SALEM, Va. (WFXR) — Hundreds of high school seniors are graduating from Roanoke County this week. While this is an exciting time, it can also come with nerves and anticipation about the future for these students.
“I’m a little bit nervous but I think I am going to keep working where I work in Roanoke and commute back to Radford and come to Roanoke for working because I don’t want to be without money,” said Maggie Fields, a graduating student.
One major concern for some students is being hit with student loans following college. So, they are preparing and learning how to financially plan now.
“I would rather just have good financial aid in the first place, but of course, that isn’t available for every student and they give each student what they need and you have to make up the rest, which is scary for sure,” said Ella Vance, a graduating student.
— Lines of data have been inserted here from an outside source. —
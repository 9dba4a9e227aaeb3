// Drop-shadow compositor. The shadow is derived from the shape's own alpha
// channel: a uniform low-opacity layer masked by it, gaussian-blurred, laid
// down at an offset, with the untouched original composited back on top.

use image::{Rgba, RgbaImage};
use imageproc::filter::gaussian_blur_f32;

use crate::config::{Rgb, ShadowStyle};
use crate::render::scale::Scale;

/// Composite a blurred, offset silhouette beneath `image`. The output always
/// has the input's dimensions; shadow pixels pushed past the edge are
/// clipped, never wrapped.
pub fn apply_shadow(
    image: &RgbaImage,
    offset: (i32, i32),
    blur: f32,
    color: Rgb,
    opacity: u8,
) -> RgbaImage {
    let (width, height) = image.dimensions();

    let mut layer = RgbaImage::new(width, height);
    for (x, y, pixel) in image.enumerate_pixels() {
        let masked = ((pixel[3] as u16 * opacity as u16) / 255) as u8;
        layer.put_pixel(x, y, Rgba([color[0], color[1], color[2], masked]));
    }

    let blurred = if blur > 0.0 {
        gaussian_blur_f32(&layer, blur)
    } else {
        layer
    };

    let mut result = RgbaImage::new(width, height);
    composite_over(&mut result, &blurred, offset.0, offset.1);
    composite_over(&mut result, image, 0, 0);
    result
}

/// Shadow with offsets and blur given in canonical units by the style.
pub fn shadowed(image: &RgbaImage, scale: &Scale, style: &ShadowStyle) -> RgbaImage {
    apply_shadow(
        image,
        (scale.px(style.offset.0), scale.px(style.offset.1)),
        scale.pxf(style.blur),
        style.color,
        style.opacity,
    )
}

/// Composite source over destination using alpha blending.
fn composite_over(dst: &mut RgbaImage, src: &RgbaImage, x_offset: i32, y_offset: i32) {
    for y in 0..src.height() {
        for x in 0..src.width() {
            let dst_x = x as i32 + x_offset;
            let dst_y = y as i32 + y_offset;

            if dst_x >= 0 && dst_y >= 0 && dst_x < dst.width() as i32 && dst_y < dst.height() as i32
            {
                let src_pixel = src.get_pixel(x, y);
                let dst_pixel = dst.get_pixel(dst_x as u32, dst_y as u32);

                let blended = blend_over(*src_pixel, *dst_pixel);
                dst.put_pixel(dst_x as u32, dst_y as u32, blended);
            }
        }
    }
}

/// Alpha blend: src over dst, straight (non-premultiplied) alpha.
fn blend_over(src: Rgba<u8>, dst: Rgba<u8>) -> Rgba<u8> {
    let src_a = src[3] as f32 / 255.0;
    let dst_a = dst[3] as f32 / 255.0;

    let out_a = src_a + dst_a * (1.0 - src_a);

    if out_a == 0.0 {
        return Rgba([0, 0, 0, 0]);
    }

    let r = ((src[0] as f32 * src_a + dst[0] as f32 * dst_a * (1.0 - src_a)) / out_a) as u8;
    let g = ((src[1] as f32 * src_a + dst[1] as f32 * dst_a * (1.0 - src_a)) / out_a) as u8;
    let b = ((src[2] as f32 * src_a + dst[2] as f32 * dst_a * (1.0 - src_a)) / out_a) as u8;
    let a = (out_a * 255.0) as u8;

    Rgba([r, g, b, a])
}
pub mod png_writer;
pub mod theme;

pub use theme::{RenderJob, ThemeBuilder, ThemeSummary};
Jim Martin, a financial advisor with Martin Wealth Solutions, said that students should remember they do not need to pay all of their student loan debt back in one day, but learning to manage their finances is a life-long project.
“One of the biggest challenges students face is when they enter the workforce, all of a sudden going out and buying a new house a new car new clothes a new everything and going into debt to do that, and just make sure as you are accumulating goods and your building your life that you are doing this very pragmatically,” said Martin. “The other thing is, look for careers that might have debt forgiveness.”
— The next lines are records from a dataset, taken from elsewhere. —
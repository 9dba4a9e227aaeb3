mod config;
mod error;
mod pipeline;
mod render;
mod shapes;

use std::path::PathBuf;

use config::RenderConfig;
use pipeline::ThemeBuilder;

fn main() {
    env_logger::init();

    let mut args = std::env::args().skip(1);
    let output_dir = args
        .next()
        .map(PathBuf::from)
        .unwrap_or_else(|| PathBuf::from("theme"));

    let config = match args.next() {
        Some(path) => match RenderConfig::load_from_file(&path) {
            Ok(config) => config,
            Err(e) => {
                eprintln!("Failed to load config {}: {}", path, e);
                std::process::exit(1);
            }
        },
        None => RenderConfig::default(),
    };

    match ThemeBuilder::new(&output_dir, config).generate_parallel() {
        Ok(summary) => {
            println!(
                "Wrote {} cursor images to {} ({} failed)",
                summary.written,
                output_dir.display(),
                summary.failed
            );
        }
        Err(e) => {
            eprintln!("Error: {}", e);
            std::process::exit(1);
        }
    }
}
Aaron Basko, the Vice President of Enrollment Marketing and Communications at the University of Lynchburg, said there are ways schools can help. They have lots of resources students aren’t always aware of. He said they should start by filling out a FAFSA, which is a free application for federal student aid form. It allows students to request federal grants, work-study, and loans all in one application.
“You know, for example, if they go to any of the private institutions that are in the state of Virginia, you know that are nonprofits like we are, they probably will qualify for the VTAG grant, which is a five thousand dollar grant that they get just for being a resident in the state of Virginia,” said Basko.
Of course, not all these graduates will attend college. Many will find training for a skilled trade to become welders, electricians, or plumbers. These career paths can provide a nice income without having to go through thousands of dollars in debt for college.